Stored data:
○ ○ ○ ○ ○
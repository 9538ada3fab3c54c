//! Declarative locators for the comment section
//!
//! The traversal never holds element handles across a click. It asks for
//! "thread i, reply j, field f" and the driver resolves that address against
//! the live page every time. [`Locator::css`] renders the fixed CSS selector
//! for the watch page layout.

use std::fmt;

// Base paths shared by the per-thread selectors
const THREAD_BASE: &str = "#contents > ytd-comment-thread-renderer";
const REPLY_BASE: &str = "#replies > ytd-comment-replies-renderer #contents > ytd-comment-renderer";
const BUTTON_FILL: &str =
    "yt-button-shape > button > yt-touch-feedback-shape > div > div.yt-spec-touch-feedback-shape__fill";

/// Page title marker, present once the watch page has loaded
pub const TITLE_SELECTOR: &str = "#title > h1 > yt-formatted-string";

/// Advertised total comment count
pub const COMMENT_COUNT_SELECTOR: &str = "#sections #count > yt-formatted-string > span:nth-child(1)";

/// Sub-element of a single comment
#[derive(Debug, Clone, Copy, PartialEq, Eq, Hash)]
pub enum Field {
    /// Comment text
    Content,
    /// Channel name of the commenter
    Author,
    /// Anchor carrying the comment permalink
    Link,
}

impl Field {
    pub fn as_str(&self) -> &'static str {
        match self {
            Self::Content => "content",
            Self::Author => "author",
            Self::Link => "link",
        }
    }
}

/// Per-thread panel control
#[derive(Debug, Clone, Copy, PartialEq, Eq, Hash)]
pub enum Control {
    /// Expands the replies panel
    ShowReplies,
    /// Collapses the replies panel
    HideReplies,
    /// Loads the next batch of replies inside an open panel
    LoadMoreReplies,
}

impl Control {
    pub fn as_str(&self) -> &'static str {
        match self {
            Self::ShowReplies => "show_replies",
            Self::HideReplies => "hide_replies",
            Self::LoadMoreReplies => "load_more_replies",
        }
    }
}

/// Address of an element on the page
///
/// Thread and reply indices are 0-based; the rendered selectors use the
/// 1-based `nth-child` positions.
#[derive(Debug, Clone, Copy, PartialEq, Eq, Hash)]
pub enum Locator {
    Title,
    CommentCount,
    Thread { thread: usize, field: Field },
    Reply { thread: usize, reply: usize, field: Field },
    Control { thread: usize, control: Control },
}

impl Locator {
    /// Render the CSS selector for this locator
    pub fn css(&self) -> String {
        match *self {
            Self::Title => TITLE_SELECTOR.to_string(),
            Self::CommentCount => COMMENT_COUNT_SELECTOR.to_string(),
            Self::Thread { thread, field } => {
                let base = thread_base(thread);
                match field {
                    Field::Content => format!("{base} #content-text"),
                    Field::Author => format!("{base} #author-text"),
                    Field::Link => format!("{base} #header-author > yt-formatted-string > a"),
                }
            }
            Self::Reply {
                thread,
                reply,
                field,
            } => {
                let base = format!(
                    "{} {REPLY_BASE}:nth-child({})",
                    thread_base(thread),
                    reply + 1
                );
                match field {
                    Field::Content => format!("{base} #content-text"),
                    Field::Author => format!("{base} #author-text > yt-formatted-string"),
                    Field::Link => format!("{base} #header-author > yt-formatted-string > a"),
                }
            }
            Self::Control { thread, control } => {
                let base = thread_base(thread);
                match control {
                    Control::ShowReplies => format!("{base} #more-replies > {BUTTON_FILL}"),
                    Control::HideReplies => format!("{base} #less-replies > {BUTTON_FILL}"),
                    Control::LoadMoreReplies => {
                        format!("{base} #replies #button > ytd-button-renderer > {BUTTON_FILL}")
                    }
                }
            }
        }
    }

    /// Thread index this locator belongs to, if any
    pub fn thread(&self) -> Option<usize> {
        match *self {
            Self::Title | Self::CommentCount => None,
            Self::Thread { thread, .. }
            | Self::Reply { thread, .. }
            | Self::Control { thread, .. } => Some(thread),
        }
    }
}

impl fmt::Display for Locator {
    fn fmt(&self, f: &mut fmt::Formatter<'_>) -> fmt::Result {
        match self {
            Self::Title => write!(f, "title"),
            Self::CommentCount => write!(f, "comment_count"),
            Self::Thread { thread, field } => write!(f, "thread[{thread}].{}", field.as_str()),
            Self::Reply {
                thread,
                reply,
                field,
            } => write!(f, "thread[{thread}].reply[{reply}].{}", field.as_str()),
            Self::Control { thread, control } => {
                write!(f, "thread[{thread}].{}", control.as_str())
            }
        }
    }
}

fn thread_base(thread: usize) -> String {
    format!("{THREAD_BASE}:nth-child({})", thread + 1)
}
○ ○ ○ ○ ○
EXERCISE AIM: Check every line of the entries for the string "usize". Give only the number of lines that hold it.

ANSWER BOX: 5